In the midst of the onslaught of executive orders, in the midst of Project 2025 playing out before our eyes, in the midst of climate catastrophe and all our civic and personal fears and disasters, we got to see yesterday morning a small group of faithful people interpret the Gospel and invite us into the dance. We talk here often about resilient, defiant, embodied, joyful love. Dance is just about as perfect a practice of that kind of love as we could come up with: Showing up in our bodies, with defiant joy, resiliently committing to trust in God and to share love despite the fear and despair that we might feel. Keep on dancing with the Holy Spirit these days, friends.  
Peace, Susan+

By yourself you’re unprotected.
With a friend you can face the worst.
Can you round up a third?
A three-stranded rope isn’t easily snapped.
Ecclesiastes 4:12

Chaos and Stillness

Friends,

Before last Sunday's Annual Meeting, I preached about Bishop Henry Benjamin Whipple, who went to President Lincoln to ask for mercy for the Dakota warriors, who had been condemned to death en masse. You can watch the sermon here. I previewed a bit of where we're going in 2025 in that sermon as well!
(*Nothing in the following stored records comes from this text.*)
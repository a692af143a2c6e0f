/// Compressed picture data drained from an encoder session.
///
/// The bytes are borrowed from the session and are only valid until the next
/// call into it.
#[derive(Debug, Clone, Copy, PartialEq, Eq)]
pub struct FramePacket<'a> {
    pub data: &'a [u8],
    pub pts: i64,
    pub is_key: bool,
}

impl FramePacket<'_> {
    pub fn size(&self) -> usize {
        self.data.len()
    }
}

/// One unit of encoder output.
#[derive(Debug, Clone, Copy, PartialEq, Eq)]
pub enum Packet<'a> {
    Frame(FramePacket<'a>),
    /// First-pass statistics.
    Stats(&'a [u8]),
    /// Any other informational output, named by kind.
    Other(&'static str),
}

impl<'a> Packet<'a> {
    pub fn frame(data: &'a [u8], pts: i64, is_key: bool) -> Self {
        Packet::Frame(FramePacket { data, pts, is_key })
    }

    pub fn as_frame(&self) -> Option<&FramePacket<'a>> {
        match self {
            Packet::Frame(frame) => Some(frame),
            _ => None,
        }
    }

    pub fn kind(&self) -> &'static str {
        match self {
            Packet::Frame(_) => "frame",
            Packet::Stats(_) => "stats",
            Packet::Other(kind) => kind,
        }
    }
}
//! Error types shared by the encode pipeline.
//!
//! Every error here is fatal to a run: the driver never retries or resumes.

use std::fmt;

/// Rejected settings, detected before any resource is allocated.
#[derive(Debug, Clone, PartialEq, Eq, thiserror::Error)]
pub enum ConfigError {
    #[error("Invalid frame size: {width}x{height}")]
    InvalidFrameSize { width: i64, height: i64 },

    #[error("Invalid keyframe interval value: {0}")]
    InvalidKeyframeInterval(i64),

    #[error("Unsupported codec: {0}")]
    UnknownCodec(String),

    #[error("Invalid time base: {num}/{den}")]
    InvalidTimeBase { num: i32, den: i32 },

    #[error("Invalid frame limit: 0 (omit the limit to encode the whole input)")]
    InvalidFrameLimit,
}

/// Failure reported by an encoder session.
///
/// `message` is the session's own error string; `detail` is the optional
/// extra text some encoders attach to the last failure.
#[derive(Debug, Clone, PartialEq, Eq, thiserror::Error)]
#[error("{message}{}", detail_line(.detail))]
pub struct EncoderError {
    pub message: String,
    pub detail: Option<String>,
}

impl EncoderError {
    pub fn new(message: impl Into<String>) -> Self {
        Self {
            message: message.into(),
            detail: None,
        }
    }

    pub fn with_detail(mut self, detail: impl Into<String>) -> Self {
        self.detail = Some(detail.into());
        self
    }
}

fn detail_line(detail: &Option<String>) -> String {
    detail
        .as_deref()
        .map(|d| format!("\n    {}", d))
        .unwrap_or_default()
}

/// Encoder operation that failed, used to prefix the diagnostic.
#[derive(Debug, Clone, Copy, PartialEq, Eq)]
pub enum EncoderOp {
    Configure,
    Initialize,
    Encode,
    Drain,
    Destroy,
}

impl fmt::Display for EncoderOp {
    fn fmt(&self, f: &mut fmt::Formatter<'_>) -> fmt::Result {
        let s = match self {
            EncoderOp::Configure => "Failed to get default codec config",
            EncoderOp::Initialize => "Failed to initialize encoder",
            EncoderOp::Encode => "Failed to encode frame",
            EncoderOp::Drain => "Failed to retrieve encoded packet",
            EncoderOp::Destroy => "Failed to destroy codec",
        };
        f.write_str(s)
    }
}

#[derive(Debug, thiserror::Error)]
pub enum PipelineError {
    #[error(transparent)]
    Config(#[from] ConfigError),

    #[error("{op}: {error}")]
    Encoder { op: EncoderOp, error: EncoderError },

    #[error("Failed to write compressed frame: {0}")]
    Write(std::io::Error),
}

impl PipelineError {
    pub fn encoder(op: EncoderOp) -> impl FnOnce(EncoderError) -> Self {
        move |error| PipelineError::Encoder { op, error }
    }
}
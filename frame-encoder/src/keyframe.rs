/// Whether the frame at `frame_index` must be submitted as a forced keyframe.
///
/// An `interval` of 0 leaves keyframe placement entirely to the encoder.
/// Otherwise every `interval`-th frame is forced, starting with frame 0.
pub fn should_force_keyframe(frame_index: u64, interval: u32) -> bool {
    interval > 0 && frame_index % interval as u64 == 0
}
use std::path::PathBuf;

use clap::{Parser, ValueEnum};
use frame_encoder::{
    config::{self, CodecRegistry, Rational, Settings, Usage},
    error::ConfigError,
    frame::PixelLayout,
};

#[derive(Parser, Debug)]
#[command(
    name = "simple-encoder",
    version,
    about = "Encode raw 4:2:0 planar frames into a compressed bitstream",
    allow_negative_numbers = true
)]
pub struct Cli {
    /// Codec identifier, e.g. av1.
    pub codec: String,

    /// Frame width in pixels (positive, even).
    pub width: i64,

    /// Frame height in pixels (positive, even).
    pub height: i64,

    /// Raw input file: packed planar frames, no headers.
    pub infile: PathBuf,

    /// Output bitstream file.
    pub outfile: PathBuf,

    /// Force a keyframe every N frames (0 = encoder decides).
    pub keyframe_interval: i64,

    /// Error resilience flags handed to the encoder (0 = off).
    pub error_resilient: u32,

    /// Frames to encode (0 = whole input).
    pub frames: u64,

    /// Frame rate; the time base is 1/fps.
    #[arg(long, default_value_t = 30, value_parser = clap::value_parser!(i32).range(1..))]
    pub fps: i32,

    /// Target bitrate in kbps.
    #[arg(long, default_value_t = 200)]
    pub bitrate: u32,

    /// Encoder usage profile.
    #[arg(long, value_enum, default_value_t = UsageArg::Realtime)]
    pub usage: UsageArg,

    /// Speed/quality trade-off, higher is faster.
    #[arg(long, default_value_t = 8)]
    pub cpu_used: u32,

    /// Constant quality level (0-63).
    #[arg(long, default_value_t = 45)]
    pub cq_level: u32,

    /// Input samples are 16-bit little-endian.
    #[arg(long)]
    pub high_bitdepth: bool,
}

#[derive(Copy, Clone, Debug, PartialEq, Eq, ValueEnum)]
pub enum UsageArg {
    Good,
    Realtime,
    AllIntra,
}

impl From<UsageArg> for Usage {
    fn from(value: UsageArg) -> Self {
        match value {
            UsageArg::Good => Usage::GoodQuality,
            UsageArg::Realtime => Usage::Realtime,
            UsageArg::AllIntra => Usage::AllIntra,
        }
    }
}

impl Cli {
    /// Validates the arguments and turns them into encode settings.
    pub fn settings(&self, registry: &CodecRegistry) -> Result<Settings, ConfigError> {
        let codec = registry.find(&self.codec)?.clone();
        config::validate_frame_size(self.width, self.height)?;
        let keyframe_interval = config::keyframe_interval(self.keyframe_interval)?;
        let invalid_size = || ConfigError::InvalidFrameSize {
            width: self.width,
            height: self.height,
        };

        let settings = Settings {
            codec,
            width: u32::try_from(self.width).map_err(|_| invalid_size())?,
            height: u32::try_from(self.height).map_err(|_| invalid_size())?,
            time_base: Rational::new(1, self.fps),
            bitrate: self.bitrate,
            usage: self.usage.into(),
            error_resilient: self.error_resilient,
            cpu_used: self.cpu_used,
            cq_level: self.cq_level,
            layout: if self.high_bitdepth {
                PixelLayout::I420High
            } else {
                PixelLayout::I420
            },
            keyframe_interval,
            max_frames: config::max_frames(self.frames),
        };
        settings.validate()?;
        Ok(settings)
    }
}

#[cfg(test)]
mod tests {
    use super::*;

    fn parse(args: &[&str]) -> Cli {
        let mut argv = vec!["simple-encoder"];
        argv.extend_from_slice(args);
        Cli::try_parse_from(argv).unwrap()
    }

    #[test]
    fn positional_arguments_build_settings() {
        let cli = parse(&["av1", "416", "240", "in.yuv", "out.obu", "30", "0", "50"]);
        let settings = cli.settings(&CodecRegistry::default()).unwrap();
        assert_eq!(settings.codec.encoder_name, "libaom-av1");
        assert_eq!((settings.width, settings.height), (416, 240));
        assert_eq!(settings.keyframe_interval, 30);
        assert_eq!(settings.max_frames, Some(50));
        assert_eq!(settings.time_base, Rational::new(1, 30));
        assert_eq!(settings.bitrate, 200);
        assert_eq!(settings.cq_level, 45);
        assert_eq!(settings.layout, PixelLayout::I420);
    }

    #[test]
    fn optional_flags_override_defaults() {
        let cli = parse(&[
            "av1",
            "64",
            "64",
            "in.yuv",
            "out.obu",
            "0",
            "1",
            "0",
            "--fps",
            "25",
            "--usage",
            "good",
            "--high-bitdepth",
        ]);
        let settings = cli.settings(&CodecRegistry::default()).unwrap();
        assert_eq!(settings.time_base, Rational::new(1, 25));
        assert_eq!(settings.usage, Usage::GoodQuality);
        assert_eq!(settings.layout, PixelLayout::I420High);
        assert_eq!(settings.error_resilient, 1);
        assert_eq!(settings.max_frames, None);
    }

    #[test]
    fn negative_keyframe_interval_is_a_config_error() {
        let cli = parse(&["av1", "416", "240", "in.yuv", "out.obu", "-5", "0", "0"]);
        assert_eq!(
            cli.settings(&CodecRegistry::default()).unwrap_err(),
            ConfigError::InvalidKeyframeInterval(-5)
        );
    }

    #[test]
    fn odd_or_negative_size_is_a_config_error() {
        for (w, h) in [("415", "240"), ("-416", "240"), ("416", "0")] {
            let cli = parse(&["av1", w, h, "in.yuv", "out.obu", "0", "0", "0"]);
            assert!(matches!(
                cli.settings(&CodecRegistry::default()),
                Err(ConfigError::InvalidFrameSize { .. })
            ));
        }
    }

    #[test]
    fn unknown_codec_is_a_config_error() {
        let cli = parse(&["vp8", "416", "240", "in.yuv", "out.ivf", "0", "0", "0"]);
        assert_eq!(
            cli.settings(&CodecRegistry::default()).unwrap_err(),
            ConfigError::UnknownCodec("vp8".into())
        );
    }

    #[test]
    fn missing_arguments_fail_to_parse() {
        assert!(Cli::try_parse_from(["simple-encoder", "av1", "416"]).is_err());
    }
}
Looking back at our history matters, because it helps us get some perspective on the present. As the new presidential administration has released so many executive orders designed to reshape the United States government, many people are left feeling bewildered, to say the least.

It makes me think of the story in 1 Kings 19, in which Elijah, reeling, flees for his life from the pursuit of his enemies, and hides in a remote cave in the wilderness, and waits for a word from God.

Now there was a great wind,
so strong that it was splitting mountains
and breaking rocks in pieces before the Lord,
but the Lord was not in the wind,
and after the wind an earthquake,
but the Lord was not in the earthquake,
and after the earthquake a fire,
but the Lord was not in the fire,
and after the fire a sound of sheer silence.
When Elijah heard it,
he wrapped his face in his mantle
and went out and stood at the entrance of the cave.
1 Kings 19:11-13


Environmental chaos, actual wildfires, the foundation-shaking experience of personal health issues and losses, and the wildfire of political upheaval: all of these catastrophes are present, in some way, in our lives. And the political strategy of 'flooding the zone' is expertly designed to destabilize people so that they are afraid, paralyzed, and reactive to those literal and metaphorical winds, earthquakes, and fires.

How might we find the still point, the quiet, the silent space in which to hear the voice of God? What kind of practices of prayer, what grounding in community and faith, what discernment of action will help you recognize the voice of God in the midst of chaos?

The God who spoke out of the silence and chaos of Creation, the God who was courageously silent in trial before state-sponsored execution, the God whose wind and flame broke over the earliest Christians and breathes in us now, is present in the midst of the noise and fear. We, like Elijah, get to find times of retreat and stillness in order to let our souls be nourished by that sacred, spacious quiet.